Por Gustavo Martínez Puga
Ángel Alberto Bustos Narvaez fue procesado, con prisión preventiva y un embargo de 500.000 pesos, por el delito de homicidio agravado por la alevosía. En esa investigación que hizo el juez Maximiliano Blejman se conocieron tres pruebas claves que hasta ahora no habían trascendido y que dejan en evidencia el macabro accionar de este sujeto de 29 años que estaba prófugo en Mendoza, donde lo excarcelaron mientras lo juzgaban por el crimen de un remisero.
1-Quemada muerta
El médico forense Alejandro Yesurón se conoció que "los hallazgos del examen cadavérico interno respecto de la ausencia de negro de humo en la vía aérea (signo de montalti negativo) permiten afirmar que se trata de lesiones pos-morten, o sea que el cadáver fue arrojado al fuego”. Además, la anciana había sido brutalmente agredida antes de ser incinerada: tenía raspones en la nariz y en la cara como consecuencia de la fuerza que hizo para asfixiarla con una almohada. Y tenía "fracturas costales en la segunda, tercera, quinta y sexta costillas y de los cartílagos larigo traqueales con hematomas en la cara lateral izquierda del cuello que evidencian en diagnóstico de la causa de muerte certificada por estrangulamiento y sofocación”.
2- 8 horas bebiendo
Víctor Hugo Agüero dijo que "Bustos estaba borracho y molestaba a la gente, hasta intentó sacar a bailar a la madre de la cumpleañera… a Bustos lo vi ebrio, no se podía controlar, como dije ya se estaba poniendo molesto”. A ese testimonio se le agrega el de Francis Gastón Ontiveros y Diego Armando Cortez, quienes lo vieron tomando en el cumpleaños de Yamila Sosa y se pudo probar que Bustos estuvo tomando desde las nueve de la noche del día 4 de abril último hasta las cinco de la madrugada del 5 de abril, cuando cometió el crimen.
3- La confesión
"…al llegar, no sé qué pasó, pero me metí a la pieza de Emilia y la asfixié con una almohada; estaba sobre la cama acostada; escuchaba radio…”, dice en parte de la confesión de Bustos. También dijo que "…como estaba tapada con una manta, tiré la manta al piso, la subí y la saqué de allí.
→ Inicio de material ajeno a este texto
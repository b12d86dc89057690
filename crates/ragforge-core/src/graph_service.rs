//! Ingests extracted graphs and renders context strings for the
//! orchestrator.
//!
//! Context assembly resolves names, walks outward, and concatenates named
//! sections into one labeled string for the completion prompt; a section
//! with nothing to show is simply omitted rather than erroring.

use std::collections::{BTreeMap, HashMap};
use std::sync::Arc;

use chrono::Utc;

use crate::error::{RagError, Result};
use crate::extractor::{edge_id, node_id, Extractor};
use crate::providers::{EmbeddingProvider, LlmProvider};
use crate::repo::GraphStore;
use crate::retry;
use crate::types::{Direction, GraphBuildSummary, GraphEdge, GraphNode, TraversalResult};

pub struct GraphService<G: GraphStore, E: EmbeddingProvider, L: LlmProvider> {
    graph: Arc<G>,
    embeddings: Arc<E>,
    extractor: Extractor<L>,
    embedding_dim: usize,
    context_depth: u32,
    subgraph_depth: u32,
    path_depth: u32,
}

impl<G: GraphStore, E: EmbeddingProvider, L: LlmProvider> GraphService<G, E, L> {
    pub fn new(
        graph: Arc<G>,
        embeddings: Arc<E>,
        extractor: Extractor<L>,
        embedding_dim: usize,
        context_depth: u32,
        subgraph_depth: u32,
        path_depth: u32,
    ) -> Self {
        GraphService { graph, embeddings, extractor, embedding_dim, context_depth, subgraph_depth, path_depth }
    }

    /// Extract entities/relations from `content`, embed entity names
    /// concurrently (best-effort), upsert nodes, then upsert edges whose
    /// endpoints both resolve within the extraction.
    pub async fn build_graph_from_document(&self, content: &str) -> Result<GraphBuildSummary> {
        let extraction = self.extractor.extract(content).await;

        let embedding_futures = extraction.entities.iter().map(|entity| {
            let name = entity.name.clone();
            let embeddings = Arc::clone(&self.embeddings);
            async move {
                match retry::with_retry("entity_embedding", || embeddings.create_embedding(&name)).await {
                    Ok(vector) => Some(vector),
                    Err(err) => {
                        tracing::warn!(entity = %name, error = %err, "embedding failed, node stored without one");
                        None
                    }
                }
            }
        });
        let embeddings: Vec<Option<Vec<f32>>> = futures::future::join_all(embedding_futures).await;

        for embedding in embeddings.iter().flatten() {
            if embedding.len() != self.embedding_dim {
                return Err(RagError::DimensionMismatch { expected: self.embedding_dim, actual: embedding.len() });
            }
        }

        let now = Utc::now();
        let mut name_to_id: HashMap<String, String> = HashMap::new();
        let mut nodes = Vec::with_capacity(extraction.entities.len());
        for (entity, embedding) in extraction.entities.into_iter().zip(embeddings) {
            let id = node_id(&entity.name, &entity.entity_type);
            name_to_id.insert(entity.name.to_lowercase(), id.clone());
            nodes.push(GraphNode {
                id,
                name: entity.name,
                node_type: entity.entity_type,
                properties: entity.properties,
                embedding,
                created_at: now,
                updated_at: now,
            });
        }
        for node in &nodes {
            self.graph.upsert_node(node).await?;
        }

        let mut edges_created = 0u64;
        for relation in extraction.relations {
            let source = name_to_id.get(&relation.source.to_lowercase());
            let target = name_to_id.get(&relation.target.to_lowercase());
            let (Some(source_id), Some(target_id)) = (source, target) else {
                continue;
            };
            let edge = GraphEdge {
                id: edge_id(source_id, target_id, &relation.relation_type),
                source_id: source_id.clone(),
                target_id: target_id.clone(),
                relation_type: relation.relation_type,
                weight: relation.weight.unwrap_or(1.0),
                properties: HashMap::new(),
                created_at: now,
                updated_at: now,
            };
            self.graph.upsert_edge(&edge).await?;
            edges_created += 1;
        }

        tracing::info!(nodes_created = nodes.len(), edges_created, "graph build complete");
        Ok(GraphBuildSummary { nodes_created: nodes.len() as u64, edges_created })
    }

    /// Null if `names` is empty or none resolve. Otherwise a header listing
    /// the resolved names, a property dump per node with non-empty
    /// properties, and one section per observed traversal depth.
    pub async fn get_context_for_entities(&self, names: &[String]) -> Result<Option<String>> {
        if names.is_empty() {
            return Ok(None);
        }
        let resolved = self.graph.find_nodes_by_names(names).await?;
        if resolved.is_empty() {
            return Ok(None);
        }
        let ids: Vec<String> = resolved.iter().map(|n| n.id.clone()).collect();
        let traversal = self.graph.traverse_batch(&ids, self.context_depth).await?;

        let mut out = String::new();
        let names_line = resolved.iter().map(|n| n.name.as_str()).collect::<Vec<_>>().join(", ");
        out.push_str(&format!("Entities: {names_line}\n"));

        for node in &resolved {
            if node.properties.is_empty() {
                continue;
            }
            out.push_str(&format!("\n{} properties:\n", node.name));
            for (key, value) in &node.properties {
                out.push_str(&format!("  {key}: {value}\n"));
            }
        }

        let mut by_depth: BTreeMap<u32, Vec<&TraversalResult>> = BTreeMap::new();
        for row in &traversal {
            by_depth.entry(row.depth).or_default().push(row);
        }
        for (depth, rows) in by_depth {
            out.push_str(&format!("\nDepth {depth}:\n"));
            for row in rows {
                let arrow = match row.direction {
                    Direction::Outgoing => "\u{2192}",
                    Direction::Incoming => "\u{2190}",
                };
                out.push_str(&format!("{arrow} [{}] {} ({})\n", row.relation, row.node.name, row.node.node_type));
            }
        }
        Ok(Some(out))
    }

    /// Null if either name fails to resolve or no path exists. Otherwise
    /// one line per path: total weight to two decimals, then the path
    /// rendered as relation-labeled arrows.
    pub async fn get_path_context(&self, from_name: &str, to_name: &str) -> Result<Option<String>> {
        let from = self.graph.find_node_by_name(from_name).await?;
        let to = self.graph.find_node_by_name(to_name).await?;
        let (Some(from), Some(to)) = (from, to) else {
            return Ok(None);
        };
        let paths = self.graph.find_paths(&from.id, &to.id, self.path_depth).await?;
        if paths.is_empty() {
            return Ok(None);
        }

        let mut out = String::new();
        for path in &paths {
            out.push_str(&format!("(weight: {:.2}) ", path.total_weight));
            for (i, node) in path.nodes.iter().enumerate() {
                out.push_str(&node.name);
                if let Some(relation) = path.relations.get(i) {
                    out.push_str(&format!(" \u{2192}[{relation}]\u{2192} "));
                }
            }
            out.push('\n');
        }
        Ok(Some(out))
    }

    /// Resolve `names` (unresolved ones are silently dropped); null if none
    /// resolve. Otherwise a node list and labeled edge list for the induced
    /// one-hop subgraph.
    pub async fn get_subgraph_context(&self, names: &[String]) -> Result<Option<String>> {
        let resolved = self.graph.find_nodes_by_names(names).await?;
        if resolved.is_empty() {
            return Ok(None);
        }
        let ids: Vec<String> = resolved.iter().map(|n| n.id.clone()).collect();
        let subgraph = self.graph.get_subgraph(&ids, self.subgraph_depth).await?;

        let node_name = |id: &str| -> String {
            subgraph.nodes.iter().find(|n| n.id == id).map(|n| n.name.clone()).unwrap_or_else(|| id.to_string())
        };

        let mut out = String::new();
        let node_line = subgraph.nodes.iter().map(|n| format!("{} ({})", n.name, n.node_type)).collect::<Vec<_>>().join(", ");
        out.push_str(&format!("Nodes: {node_line}\n"));
        for edge in &subgraph.edges {
            out.push_str(&format!(
                "{} \u{2192}[{}]\u{2192} {}\n",
                node_name(&edge.source_id),
                edge.relation_type,
                node_name(&edge.target_id)
            ));
        }
        Ok(Some(out))
    }
}

#[cfg(test)]
mod tests {
    use super::*;
    use crate::providers::ProviderCallError;
    use crate::types::{ChatMessage, ChatOptions, ChatResponse, GraphPath, Subgraph};
    use async_trait::async_trait;
    use std::sync::Mutex;

    struct FakeGraphStore {
        nodes: Mutex<HashMap<String, GraphNode>>,
        edges: Mutex<HashMap<String, GraphEdge>>,
    }

    impl FakeGraphStore {
        fn new() -> Self {
            FakeGraphStore { nodes: Mutex::new(HashMap::new()), edges: Mutex::new(HashMap::new()) }
        }
    }

    #[async_trait]
    impl GraphStore for FakeGraphStore {
        async fn upsert_node(&self, node: &GraphNode) -> Result<()> {
            self.nodes.lock().unwrap().insert(node.id.clone(), node.clone());
            Ok(())
        }
        async fn delete_node(&self, id: &str) -> Result<()> {
            self.nodes.lock().unwrap().remove(id);
            Ok(())
        }
        async fn upsert_edge(&self, edge: &GraphEdge) -> Result<()> {
            self.edges.lock().unwrap().insert(edge.id.clone(), edge.clone());
            Ok(())
        }
        async fn delete_edge(&self, id: &str) -> Result<()> {
            self.edges.lock().unwrap().remove(id);
            Ok(())
        }
        async fn find_node_by_name(&self, name: &str) -> Result<Option<GraphNode>> {
            Ok(self.nodes.lock().unwrap().values().find(|n| n.name.eq_ignore_ascii_case(name)).cloned())
        }
        async fn find_node_by_id(&self, id: &str) -> Result<Option<GraphNode>> {
            Ok(self.nodes.lock().unwrap().get(id).cloned())
        }
        async fn find_nodes_by_names(&self, names: &[String]) -> Result<Vec<GraphNode>> {
            let nodes = self.nodes.lock().unwrap();
            Ok(names
                .iter()
                .filter_map(|name| nodes.values().find(|n| n.name.eq_ignore_ascii_case(name)).cloned())
                .collect())
        }
        async fn search_nodes(&self, _query: &str, _limit: u32) -> Result<Vec<GraphNode>> {
            Ok(Vec::new())
        }
        async fn get_neighbors(
            &self,
            _node_id: &str,
        ) -> Result<(Vec<(GraphNode, String, f64)>, Vec<(GraphNode, String, f64)>)> {
            Ok((Vec::new(), Vec::new()))
        }
        async fn traverse_batch(&self, seed_ids: &[String], _max_depth: u32) -> Result<Vec<TraversalResult>> {
            let edges = self.edges.lock().unwrap();
            let nodes = self.nodes.lock().unwrap();
            let mut results = Vec::new();
            for seed in seed_ids {
                for edge in edges.values() {
                    if &edge.source_id == seed {
                        if let Some(node) = nodes.get(&edge.target_id) {
                            results.push(TraversalResult {
                                node: node.clone(),
                                depth: 1,
                                relation: edge.relation_type.clone(),
                                direction: Direction::Outgoing,
                                path: vec![node.id.clone()],
                                start_node_id: seed.clone(),
                            });
                        }
                    }
                }
            }
            Ok(results)
        }
        async fn get_subgraph(&self, seed_ids: &[String], max_depth: u32) -> Result<Subgraph> {
            let traversal = self.traverse_batch(seed_ids, max_depth).await?;
            let nodes_map = self.nodes.lock().unwrap();
            let mut node_ids: Vec<String> = seed_ids.to_vec();
            node_ids.extend(traversal.iter().map(|t| t.node.id.clone()));
            let nodes: Vec<GraphNode> = node_ids.iter().filter_map(|id| nodes_map.get(id).cloned()).collect();
            let edges: Vec<GraphEdge> = self
                .edges
                .lock()
                .unwrap()
                .values()
                .filter(|e| node_ids.contains(&e.source_id) && node_ids.contains(&e.target_id))
                .cloned()
                .collect();
            Ok(Subgraph { nodes, edges })
        }
        async fn find_paths(&self, _from_id: &str, _to_id: &str, _max_depth: u32) -> Result<Vec<GraphPath>> {
            Ok(Vec::new())
        }
    }

    struct FakeEmbeddingProvider;

    #[async_trait]
    impl EmbeddingProvider for FakeEmbeddingProvider {
        async fn create_embedding(&self, _text: &str) -> std::result::Result<Vec<f32>, ProviderCallError> {
            Ok(vec![0.0; 4])
        }
    }

    struct FakeLlmProvider;

    #[async_trait]
    impl LlmProvider for FakeLlmProvider {
        async fn chat_completion(
            &self,
            _messages: &[ChatMessage],
            _options: Option<ChatOptions>,
        ) -> std::result::Result<ChatResponse, ProviderCallError> {
            Ok(ChatResponse {
                id: "chat-1".into(),
                content: r#"{"entities": [{"name": "Aspirin", "type": "drug"}, {"name": "Fever", "type": "condition"}], "relations": [{"source": "Aspirin", "target": "Fever", "relationType": "treats"}, {"source": "Unknown", "target": "Fever", "relationType": "related_to"}]}"#.into(),
                usage: None,
            })
        }
    }

    fn make_service() -> GraphService<FakeGraphStore, FakeEmbeddingProvider, FakeLlmProvider> {
        let graph = Arc::new(FakeGraphStore::new());
        let embeddings = Arc::new(FakeEmbeddingProvider);
        let extractor = Extractor::new(Arc::new(FakeLlmProvider), 3000);
        GraphService::new(graph, embeddings, extractor, 4, 2, 1, 5)
    }

    #[tokio::test]
    async fn build_graph_skips_dangling_relations() {
        let service = make_service();
        let summary = service.build_graph_from_document("Aspirin treats fever.").await.unwrap();
        assert_eq!(summary.nodes_created, 2);
        assert_eq!(summary.edges_created, 1);
    }

    #[tokio::test]
    async fn context_for_entities_is_none_when_names_empty() {
        let service = make_service();
        assert!(service.get_context_for_entities(&[]).await.unwrap().is_none());
    }

    #[tokio::test]
    async fn context_for_entities_includes_resolved_names_and_neighbors() {
        let service = make_service();
        service.build_graph_from_document("Aspirin treats fever.").await.unwrap();
        let context = service.get_context_for_entities(&["Aspirin".to_string()]).await.unwrap().unwrap();
        assert!(context.contains("Aspirin"));
        assert!(context.contains("Fever"));
    }
}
La arrastré hasta el campo y luego le prendí fuego…”.
Concluye juez
Antes esas pruebas, más otras citadas en el auto de procesamiento, el juez Blejman concluyó que "es inevitable señalar que el encartado –Bustos- obró sobre seguro, con una voluntad hostil hacia la víctima y con ánimo cobarde (la ultimó durmiendo), ya que sabía perfectamente que no corría ningún riesgo su persona proveniente de algún tipo de acción defensiva por parte de la víctima, sus familiares o algún tercero, y aprovechándose del estado de indefensión en que se encontraba Quinteros, ejecutó su acción criminal”.